Most synopses you find of the book mentions that Erika and Walter Klemmer, her student, begin a sadomasochistic affair that has horrible consequences, but really, the affair is something that fails to get off the ground and it turns violent in a non-consensual way. You'd expect this book to be erotic, but so much of the desire is stifled. Both Erika and Walter have very different expectations for what their affair will be- Erika wants to be dominated and punished, but all within very strict parameters of her fantasies. Walter wants to conquer her, but in the very typical sense, a young man wanting to bag an interesting lay and mark it off on his scorecard before moving on to greener pastures. And his internal dialogue tells us this is his aim from the start. The idea of her fantasies actively repulses him and he fails to perform in even the most vanilla act- which drives him into a violent rage. I think this book is quite interested in illustrating both male fragility and the kinds of neuroses that exist around sex.
If I had to describe the way the style choices mesh with the erotic non-events of the book, I'd call it the literary equivalent of a ruined orgasm. It's fitting in a book that's all about how ruinous sexual repression can be.
The world of The Piano Teacher is a cynical and nihilistic one, and with the way the narrative voice never feels in one perspective entirely, it's curious to think about what is the characters' perception of the world and what is the narrator. In the descriptions of Vienna and its people, it seems that the world reflects just as much nastiness and pessimism as exists in the main cast of characters- children are always hit by parents, husbands cheat on wives, women are left sexually unsatisfied, friends quarrel- and it's ambiguous if that is just how the characters perceive the world or if it's a specific point the narrator is making. So much of the book reads as an indictment of consumerism, capitalism, modernity- and learning that Jelinek is an author with communist party affiliations actually makes a lot of sense. The Vienna that is presented in The Piano Teacher is one of people alienated from one another and from their labor, wound up in petit bourgeois aspirations and notions of respectability.

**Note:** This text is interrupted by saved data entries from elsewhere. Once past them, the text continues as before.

//! Axum Handlers for the REST API
//!
//! This module contains the logic for handling chat requests. It uses
//! `utoipa` doc comments to generate OpenAPI documentation.

use axum::{
    extract::State,
    http::{HeaderMap, StatusCode},
    response::{AppendHeaders, IntoResponse, Json, Response},
};
use amie_core::{DialogueEngine, TurnReply};
use std::sync::Arc;
use tokio::sync::Mutex;
use tracing::{error, info};
use uuid::Uuid;

use crate::{
    models::{ChatRequest, ChatResponse, ErrorResponse},
    state::AppState,
};

#[derive(Debug)]
pub enum ApiError {
    BadRequest(String),
    InternalServerError(anyhow::Error),
}

impl IntoResponse for ApiError {
    fn into_response(self) -> Response {
        match self {
            ApiError::BadRequest(error) => {
                (StatusCode::BAD_REQUEST, Json(ErrorResponse { error })).into_response()
            }
            ApiError::InternalServerError(err) => {
                error!("Internal Server Error: {:?}", err);
                let error = "An internal server error occurred.".to_string();
                (StatusCode::INTERNAL_SERVER_ERROR, Json(ErrorResponse { error }))
                    .into_response()
            }
        }
    }
}

impl<E> From<E> for ApiError
where
    E: Into<anyhow::Error>,
{
    fn from(err: E) -> Self {
        Self::InternalServerError(err.into())
    }
}

/// Send one utterance to the companion and receive its reply.
#[utoipa::path(
    post,
    path = "/chat",
    request_body = ChatRequest,
    responses(
        (status = 200, description = "Reply to the utterance", body = ChatResponse),
        (status = 400, description = "Missing or empty message", body = ErrorResponse),
        (status = 500, description = "Internal server error", body = ErrorResponse)
    ),
    params(
        ("x-session-id" = Option<String>, Header, description = "Session UUID; omit to start a new session. Echoed back on every response.")
    )
)]
pub async fn chat(
    State(state): State<Arc<AppState>>,
    headers: HeaderMap,
    Json(payload): Json<ChatRequest>,
) -> Result<impl IntoResponse, ApiError> {
    let message = payload.message.as_deref().map(str::trim).unwrap_or("");
    if message.is_empty() {
        return Err(ApiError::BadRequest("No message provided".to_string()));
    }

    let session_id = match headers.get("x-session-id") {
        Some(value) => value
            .to_str()
            .ok()
            .and_then(|raw| Uuid::parse_str(raw).ok())
            .ok_or_else(|| {
                ApiError::BadRequest("x-session-id header must be a valid UUID".to_string())
            })?,
        None => Uuid::new_v4(),
    };

    let reply = run_chat(&state, session_id, message).await?;

    Ok((
        StatusCode::OK,
        AppendHeaders([("x-session-id", session_id.to_string())]),
        Json(ChatResponse {
            response: reply.text,
        }),
    ))
}

/// Routes one message through the session's engine, creating the session on
/// first contact and retiring it once the engine reports the session ended.
pub(crate) async fn run_chat(
    state: &AppState,
    session_id: Uuid,
    message: &str,
) -> Result<TurnReply, ApiError> {
    let engine = {
        let mut sessions = state.sessions.lock().await;
        match sessions.get(&session_id) {
            Some(engine) => engine.clone(),
            None => {
                let profile = state.profile_store.load().await?;
                info!(%session_id, returning = profile.is_some(), "Starting new session");
                let engine = Arc::new(Mutex::new(DialogueEngine::new(
                    state.lexicon.clone(),
                    state.reply_gen.clone(),
                    state.profile_store.clone(),
                    state.engine_config.clone(),
                    profile,
                )));
                sessions.insert(session_id, engine.clone());
                engine
            }
        }
    };

    let reply = engine.lock().await.submit_turn(message).await;

    if reply.ended {
        info!(%session_id, "Session ended; retiring engine");
        state.sessions.lock().await.remove(&session_id);
    }

    Ok(reply)
}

There are elements in the book that feel like a commentary on fascism as well- both in terms of Austria's past as well as the every day "conservative values" that drive a capitalist society. The rigidity of traditional gender roles is also a large component of fascism and so much of the book deals with gender, sex, and the politics of the family.
I was also thinking a lot about the odd casual racism and xenophobia peppered into the text, whether or not that's Erika's perspective or more a commentary on Vienna's perspective, particularly about Turks and other immigrants. I think it's perhaps both, Erika as a reflection of Vienna but also a victim of its demands and expectations. Vienna is as much a character as Erika, Mother, or Walter, with the style of the book being so much like a movie camera traveling from the interior to the exterior world.
I can't say I really loved the experience of this book. It's both claustrophobic and quite harrowing in terms of style and the acts of emotional and physical abuse in the story. I understand the point and I like that it makes you think, but it's not enjoyable. That's not me saying don't read it, though. Art of course, is not supposed to comfort or make you happy, though it very much can. I don't know where the disconnect is for me personally, I like some pretty grim and nihilistic stories but this didn't click somehow.
I haven't yet watched the film adaptation of this novel but it makes it a ton of sense that it was Michael Haneke who directed it. He really excels at this sort of "smart story that also pisses you off," if Funny Games is anything to go by. I'll report back when I see the film.